Wall Street’s big week ahead
After a two-week advance, stocks are just shy of crossing into positive territory for 2010, but the week ahead brings hurdles that could challenge the momentum.
“The economy is in recovery mode, but it doesn’t feel like it for most people,” said John Canally, economist at LPL. “Add to that the issues being debated in Washington, ongoing questions about China and Greece and when the Fed might start to raise rates, and you’re bound to see a volatile market.”
A bevy of reports on the housing market, employment and GDP growth are due this week. Federal Reserve Chairman Ben Bernanke heads to Capitol Hill to testify on the state of the economy and monetary policy. Also in Washington, lawmakers meet to debate the Toyota recall, the Treasury budget, bank health and whether more stimulus is needed.
Meanwhile investors are still looking at a broad market that is roughly 64% above 12-year lows lows hit in March 2009.
Selling peters out: Four weeks of declining markets were followed by two weeks of gains as the panic about China slowing its growth and Greece’s debt crisis spreading to the rest of Europe began to dissipate. The S&P 500 plunged 9.2% between January 2010 highs and early February lows, a loss that was shy of the technical definition of a correction, but sufficient to bring in some buyers.
But with the Dow, Nasdaq and S&P 500 all hovering just below where they ended last year, investors may be reluctant to push stocks much higher, particularly with concerns about unemployment, the U.S. deficit, inflation and Fed policy in play.
“I see stocks in a trading range for the rest of the first half,” said Stephen Leeb, president at Leeb Capital Management. “I think fears of inflation are well founded and they will cap the market, but the Fed will do what it can to make sure the economy doesn’t dip, so you’re left with a trading range.”
Fed: Investors were taken by surprise last week when the Federal Reserve raised the discount rate, the interest rate it charges banks seeking emergency loans, by a quarter-percentage point, to 0.75%.
Initially, the decision sparked a selloff as investors worried that the move meant the bank was getting closer to raising the more widely-watched fed funds rate, which affects consumer and company costs. That rate currently stands at historic lows near zero, where it has stood since December 2008.
But Fed officials and others shot down such a notion, saying the change was just part of the ongoing process of winding down some of the programs the central bank put in place during the height of the financial crisis.
“Raising the discount rate was symbolic,” said Jack Ablin, chief investment officer at Harris Private Bank. “I don’t see unemployment getting below 9% this year, so how can the Fed raise rates?”
In fact, the move could be seen as a positive going forward, Leeb said.
“It suggests that if that’s all the Fed is going to do to slow things down at this point in the cycle, easy money is going to still be around for a lot longer,” he said.
Chairman Ben Bernanke gives his semiannual testimony on the economy and Fed policy this week, speaking before the House Financial Services Committee Wednesday and the Senate Banking Committee Friday.
Here’s a look at the week’s other big events.
Monday: Congress is back in session.
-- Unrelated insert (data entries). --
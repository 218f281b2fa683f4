use thiserror::Error;

#[derive(Error, Debug)]
pub enum ReconcileError {
    #[error("dependency cycle detected")]
    Cycle,
    /// The underlying cloud call failed; the message is already formatted for the caller.
    #[error("{0}")]
    Cloud(String),
    #[error("invalid argument: {0}")]
    InvalidArgument(String),
    #[error("timed out waiting for {what} after {attempts} attempts")]
    Timeout { what: String, attempts: u32 },
}

pub type Result<T> = std::result::Result<T, ReconcileError>;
Additionally, the provisions of the credit card act of 2009 go into effect.
There is no market-moving company or economic news scheduled.
Tuesday: A key measure of the housing market is expected to show prices fell for the second month in a row, following a period of seven months of rising prices.
The S&P/Case-Shiller 20-city home price index is expected to have fallen 3.1% in December versus a year ago after falling 5.3% in November, according to a consensus of economists surveyed by Briefing.com.
The Consumer Confidence index, from the Conference Board, is expected to have fallen to 55 in February from 55.9 in January.
In Washington, the House Financial Services Committee holds a hearing on whether more financial stimulus is needed.
Also, the Federal Deposit Insurance Corporation (FDIC) releases quarterly financial industry earnings as well as the bank problem list, identifying vulnerable banks.
Wednesday: The government’s new home sales report for January, due out in the morning, is expected to show that sales recovered a bit after plunging to a nine-month low in December. Sales are expected to have risen to a 355,000 annual unit rate from a 342,000 rate in December.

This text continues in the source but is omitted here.